» Exercise description
Where does the word "bool" show up in the records? Copy every line that has it.

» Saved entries
****

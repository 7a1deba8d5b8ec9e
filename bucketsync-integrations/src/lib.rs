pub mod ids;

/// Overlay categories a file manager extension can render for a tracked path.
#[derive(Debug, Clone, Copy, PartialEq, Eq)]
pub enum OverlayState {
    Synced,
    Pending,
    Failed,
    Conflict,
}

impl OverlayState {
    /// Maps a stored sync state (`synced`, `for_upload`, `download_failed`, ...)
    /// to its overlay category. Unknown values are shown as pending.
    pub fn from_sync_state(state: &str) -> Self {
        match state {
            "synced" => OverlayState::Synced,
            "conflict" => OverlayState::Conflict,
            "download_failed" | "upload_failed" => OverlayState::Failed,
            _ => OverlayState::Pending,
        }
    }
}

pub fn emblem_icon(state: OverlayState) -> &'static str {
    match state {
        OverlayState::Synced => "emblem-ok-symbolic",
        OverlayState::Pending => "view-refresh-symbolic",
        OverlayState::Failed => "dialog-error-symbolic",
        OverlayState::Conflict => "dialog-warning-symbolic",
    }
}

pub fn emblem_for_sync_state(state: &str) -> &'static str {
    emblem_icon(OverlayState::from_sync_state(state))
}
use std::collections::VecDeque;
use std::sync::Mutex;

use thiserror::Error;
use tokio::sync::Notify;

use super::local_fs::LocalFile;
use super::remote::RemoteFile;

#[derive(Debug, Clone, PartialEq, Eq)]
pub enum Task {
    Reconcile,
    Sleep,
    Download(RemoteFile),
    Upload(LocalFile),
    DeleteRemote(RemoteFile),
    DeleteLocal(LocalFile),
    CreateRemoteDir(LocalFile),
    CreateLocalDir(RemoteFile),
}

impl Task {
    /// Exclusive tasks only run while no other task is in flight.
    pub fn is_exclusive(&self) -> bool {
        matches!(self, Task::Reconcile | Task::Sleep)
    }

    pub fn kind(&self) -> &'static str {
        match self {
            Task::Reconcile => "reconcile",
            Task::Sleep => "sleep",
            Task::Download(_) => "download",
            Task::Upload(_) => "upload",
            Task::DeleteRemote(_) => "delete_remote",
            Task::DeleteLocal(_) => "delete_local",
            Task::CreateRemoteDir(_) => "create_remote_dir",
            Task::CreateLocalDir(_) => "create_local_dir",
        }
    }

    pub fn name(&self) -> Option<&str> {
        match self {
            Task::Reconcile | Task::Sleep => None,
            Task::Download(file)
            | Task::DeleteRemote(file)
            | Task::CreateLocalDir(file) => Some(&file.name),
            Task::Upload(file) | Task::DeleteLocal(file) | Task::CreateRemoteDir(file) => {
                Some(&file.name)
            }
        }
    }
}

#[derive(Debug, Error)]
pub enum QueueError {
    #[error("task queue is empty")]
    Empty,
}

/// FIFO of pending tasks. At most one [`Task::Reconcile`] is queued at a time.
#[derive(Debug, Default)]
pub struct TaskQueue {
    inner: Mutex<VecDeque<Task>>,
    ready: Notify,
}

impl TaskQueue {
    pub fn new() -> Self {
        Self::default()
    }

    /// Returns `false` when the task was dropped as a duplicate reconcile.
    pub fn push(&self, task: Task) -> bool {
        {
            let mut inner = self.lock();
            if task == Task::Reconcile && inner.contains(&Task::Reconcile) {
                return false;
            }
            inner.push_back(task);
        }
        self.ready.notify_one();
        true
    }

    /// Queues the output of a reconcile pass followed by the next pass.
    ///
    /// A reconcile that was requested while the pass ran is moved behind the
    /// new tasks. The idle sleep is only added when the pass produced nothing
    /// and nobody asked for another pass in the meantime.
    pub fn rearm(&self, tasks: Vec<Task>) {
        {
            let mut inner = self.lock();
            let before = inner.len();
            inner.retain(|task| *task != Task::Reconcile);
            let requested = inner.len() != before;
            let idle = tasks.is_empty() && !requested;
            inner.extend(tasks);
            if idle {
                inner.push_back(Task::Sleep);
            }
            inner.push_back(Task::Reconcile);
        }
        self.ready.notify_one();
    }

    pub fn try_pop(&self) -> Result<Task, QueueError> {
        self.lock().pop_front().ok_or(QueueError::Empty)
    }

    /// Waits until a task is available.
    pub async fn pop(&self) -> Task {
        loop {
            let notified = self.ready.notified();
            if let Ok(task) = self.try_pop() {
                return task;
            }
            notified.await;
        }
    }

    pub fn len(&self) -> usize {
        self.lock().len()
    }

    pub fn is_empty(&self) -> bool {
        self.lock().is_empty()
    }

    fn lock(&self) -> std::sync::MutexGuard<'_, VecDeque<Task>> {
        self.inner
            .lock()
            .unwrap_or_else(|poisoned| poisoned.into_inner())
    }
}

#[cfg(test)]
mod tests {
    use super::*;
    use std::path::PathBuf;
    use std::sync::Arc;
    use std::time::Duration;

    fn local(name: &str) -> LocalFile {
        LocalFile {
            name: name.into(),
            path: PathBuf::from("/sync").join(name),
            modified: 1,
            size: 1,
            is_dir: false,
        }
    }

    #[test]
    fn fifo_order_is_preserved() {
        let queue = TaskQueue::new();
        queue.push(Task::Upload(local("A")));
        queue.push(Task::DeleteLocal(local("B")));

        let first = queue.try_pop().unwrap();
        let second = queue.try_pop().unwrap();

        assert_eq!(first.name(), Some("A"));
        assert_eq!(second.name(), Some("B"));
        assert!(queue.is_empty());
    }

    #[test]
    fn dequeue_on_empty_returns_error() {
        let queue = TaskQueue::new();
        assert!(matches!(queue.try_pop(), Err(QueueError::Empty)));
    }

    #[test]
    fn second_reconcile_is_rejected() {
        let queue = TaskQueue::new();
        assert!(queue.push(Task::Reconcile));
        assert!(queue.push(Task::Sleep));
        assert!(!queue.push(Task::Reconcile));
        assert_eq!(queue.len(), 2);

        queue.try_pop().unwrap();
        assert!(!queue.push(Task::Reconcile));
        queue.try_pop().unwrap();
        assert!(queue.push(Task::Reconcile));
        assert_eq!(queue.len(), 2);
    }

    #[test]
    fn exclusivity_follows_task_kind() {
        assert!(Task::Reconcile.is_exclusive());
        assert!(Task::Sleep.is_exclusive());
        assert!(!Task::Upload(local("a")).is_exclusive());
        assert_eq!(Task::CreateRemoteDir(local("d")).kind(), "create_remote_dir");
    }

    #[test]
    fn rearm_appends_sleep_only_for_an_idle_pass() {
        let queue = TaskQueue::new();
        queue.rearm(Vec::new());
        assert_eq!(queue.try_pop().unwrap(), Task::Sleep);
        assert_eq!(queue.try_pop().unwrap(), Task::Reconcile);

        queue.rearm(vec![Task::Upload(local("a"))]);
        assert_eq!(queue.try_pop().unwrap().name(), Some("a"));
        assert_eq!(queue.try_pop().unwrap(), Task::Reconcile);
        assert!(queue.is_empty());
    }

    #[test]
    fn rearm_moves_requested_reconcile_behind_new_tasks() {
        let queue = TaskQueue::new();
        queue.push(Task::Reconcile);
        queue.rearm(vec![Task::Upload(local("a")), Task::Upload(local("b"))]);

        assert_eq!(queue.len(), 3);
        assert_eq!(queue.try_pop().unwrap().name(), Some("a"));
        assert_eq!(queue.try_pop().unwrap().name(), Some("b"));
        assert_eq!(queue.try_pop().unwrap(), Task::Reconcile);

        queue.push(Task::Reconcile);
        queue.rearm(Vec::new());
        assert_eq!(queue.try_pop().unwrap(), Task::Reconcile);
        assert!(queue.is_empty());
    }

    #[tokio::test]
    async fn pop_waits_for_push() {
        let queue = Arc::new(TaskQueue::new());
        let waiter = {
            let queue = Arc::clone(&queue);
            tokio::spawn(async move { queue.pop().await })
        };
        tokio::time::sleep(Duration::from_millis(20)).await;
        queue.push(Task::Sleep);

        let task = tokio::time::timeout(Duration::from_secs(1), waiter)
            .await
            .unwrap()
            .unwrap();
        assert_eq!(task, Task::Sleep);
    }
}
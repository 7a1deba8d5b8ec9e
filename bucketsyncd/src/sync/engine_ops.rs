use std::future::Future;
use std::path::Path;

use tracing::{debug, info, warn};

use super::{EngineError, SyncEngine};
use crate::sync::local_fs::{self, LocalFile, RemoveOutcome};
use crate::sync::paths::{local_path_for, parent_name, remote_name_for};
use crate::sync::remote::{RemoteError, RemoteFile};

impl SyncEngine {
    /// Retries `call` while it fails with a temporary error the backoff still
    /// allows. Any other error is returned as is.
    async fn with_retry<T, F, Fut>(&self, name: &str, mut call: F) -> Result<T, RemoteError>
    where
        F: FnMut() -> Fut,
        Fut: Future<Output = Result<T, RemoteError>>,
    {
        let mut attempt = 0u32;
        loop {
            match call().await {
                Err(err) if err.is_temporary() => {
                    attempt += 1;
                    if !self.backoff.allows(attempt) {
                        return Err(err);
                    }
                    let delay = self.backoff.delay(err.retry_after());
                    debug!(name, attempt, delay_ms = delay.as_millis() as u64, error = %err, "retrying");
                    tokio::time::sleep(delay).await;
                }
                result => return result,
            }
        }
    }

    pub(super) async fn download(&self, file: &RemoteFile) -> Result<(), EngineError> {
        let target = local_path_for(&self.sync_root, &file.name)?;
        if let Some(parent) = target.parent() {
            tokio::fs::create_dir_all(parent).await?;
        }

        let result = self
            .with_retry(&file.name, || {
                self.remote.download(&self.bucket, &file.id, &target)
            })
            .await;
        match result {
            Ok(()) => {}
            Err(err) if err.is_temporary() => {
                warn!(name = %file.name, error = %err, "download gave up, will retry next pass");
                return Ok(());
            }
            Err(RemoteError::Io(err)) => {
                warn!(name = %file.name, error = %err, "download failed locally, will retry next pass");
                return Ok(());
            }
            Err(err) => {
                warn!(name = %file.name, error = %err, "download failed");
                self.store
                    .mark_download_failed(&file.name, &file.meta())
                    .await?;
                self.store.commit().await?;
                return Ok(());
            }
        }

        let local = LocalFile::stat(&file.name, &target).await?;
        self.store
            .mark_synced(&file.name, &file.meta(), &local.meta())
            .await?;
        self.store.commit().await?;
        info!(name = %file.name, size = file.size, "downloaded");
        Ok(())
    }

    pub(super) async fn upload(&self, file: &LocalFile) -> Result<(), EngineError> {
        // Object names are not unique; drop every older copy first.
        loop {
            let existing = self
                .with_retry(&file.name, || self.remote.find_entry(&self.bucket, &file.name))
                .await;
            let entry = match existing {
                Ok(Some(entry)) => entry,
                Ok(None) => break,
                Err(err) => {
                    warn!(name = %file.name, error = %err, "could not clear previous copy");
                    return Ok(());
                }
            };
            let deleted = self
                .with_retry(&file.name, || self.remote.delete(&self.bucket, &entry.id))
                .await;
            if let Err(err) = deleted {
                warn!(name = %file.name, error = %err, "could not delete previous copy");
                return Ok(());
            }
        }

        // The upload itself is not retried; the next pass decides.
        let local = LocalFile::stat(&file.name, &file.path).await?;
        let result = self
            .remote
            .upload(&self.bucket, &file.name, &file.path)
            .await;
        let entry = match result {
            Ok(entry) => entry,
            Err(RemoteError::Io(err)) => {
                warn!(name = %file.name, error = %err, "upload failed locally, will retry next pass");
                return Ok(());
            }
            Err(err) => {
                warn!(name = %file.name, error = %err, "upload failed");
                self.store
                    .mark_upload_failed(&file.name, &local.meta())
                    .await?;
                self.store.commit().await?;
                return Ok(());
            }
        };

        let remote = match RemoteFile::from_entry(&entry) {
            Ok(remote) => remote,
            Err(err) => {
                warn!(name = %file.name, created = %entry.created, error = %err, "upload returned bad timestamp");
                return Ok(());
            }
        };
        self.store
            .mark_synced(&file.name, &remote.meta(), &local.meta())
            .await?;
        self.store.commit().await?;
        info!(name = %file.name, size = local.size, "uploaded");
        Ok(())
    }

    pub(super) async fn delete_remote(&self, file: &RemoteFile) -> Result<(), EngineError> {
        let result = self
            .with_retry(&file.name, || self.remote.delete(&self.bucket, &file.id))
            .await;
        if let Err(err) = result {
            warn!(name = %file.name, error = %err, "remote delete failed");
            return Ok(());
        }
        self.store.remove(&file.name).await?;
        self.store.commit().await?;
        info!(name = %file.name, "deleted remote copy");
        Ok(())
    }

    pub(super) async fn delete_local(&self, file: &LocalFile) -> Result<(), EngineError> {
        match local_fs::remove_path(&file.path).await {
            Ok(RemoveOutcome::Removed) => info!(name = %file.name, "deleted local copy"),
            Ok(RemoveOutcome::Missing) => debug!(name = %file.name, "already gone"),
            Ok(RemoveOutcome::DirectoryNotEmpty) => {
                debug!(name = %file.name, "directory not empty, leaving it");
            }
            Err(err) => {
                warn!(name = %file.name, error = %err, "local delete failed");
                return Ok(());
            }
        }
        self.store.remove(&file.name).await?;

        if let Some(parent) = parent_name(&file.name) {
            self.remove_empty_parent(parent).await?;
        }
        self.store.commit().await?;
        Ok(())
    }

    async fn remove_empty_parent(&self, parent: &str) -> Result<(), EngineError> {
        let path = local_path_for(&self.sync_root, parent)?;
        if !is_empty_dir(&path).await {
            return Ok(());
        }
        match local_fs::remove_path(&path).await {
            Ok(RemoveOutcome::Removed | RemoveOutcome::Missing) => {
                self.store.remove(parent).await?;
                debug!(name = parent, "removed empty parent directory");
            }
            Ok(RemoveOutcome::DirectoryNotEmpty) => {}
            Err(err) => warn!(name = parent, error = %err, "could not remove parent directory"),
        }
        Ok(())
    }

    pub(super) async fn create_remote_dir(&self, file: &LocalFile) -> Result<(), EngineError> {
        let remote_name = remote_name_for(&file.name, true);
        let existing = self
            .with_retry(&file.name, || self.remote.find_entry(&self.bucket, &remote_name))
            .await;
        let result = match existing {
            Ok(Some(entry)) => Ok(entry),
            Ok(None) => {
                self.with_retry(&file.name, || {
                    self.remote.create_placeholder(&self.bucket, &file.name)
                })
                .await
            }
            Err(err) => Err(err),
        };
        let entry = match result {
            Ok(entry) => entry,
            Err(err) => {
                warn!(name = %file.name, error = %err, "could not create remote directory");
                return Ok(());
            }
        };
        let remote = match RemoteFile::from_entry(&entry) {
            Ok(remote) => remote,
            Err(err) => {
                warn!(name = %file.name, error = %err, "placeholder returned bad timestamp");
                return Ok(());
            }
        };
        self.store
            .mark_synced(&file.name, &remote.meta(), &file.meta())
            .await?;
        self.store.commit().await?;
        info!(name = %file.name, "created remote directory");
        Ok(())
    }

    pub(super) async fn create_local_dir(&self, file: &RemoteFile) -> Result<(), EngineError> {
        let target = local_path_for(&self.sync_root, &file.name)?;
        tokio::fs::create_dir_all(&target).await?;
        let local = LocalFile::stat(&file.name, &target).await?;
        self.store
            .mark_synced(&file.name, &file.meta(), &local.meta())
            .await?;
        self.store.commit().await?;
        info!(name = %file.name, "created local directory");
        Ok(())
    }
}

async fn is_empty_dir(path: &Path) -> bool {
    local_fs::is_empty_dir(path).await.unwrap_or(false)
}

****

» Exercise response
    pub fn is_exclusive(&self) -> bool {
    pub fn push(&self, task: Task) -> bool {
    pub fn is_empty(&self) -> bool {
async fn is_empty_dir(path: &Path) -> bool {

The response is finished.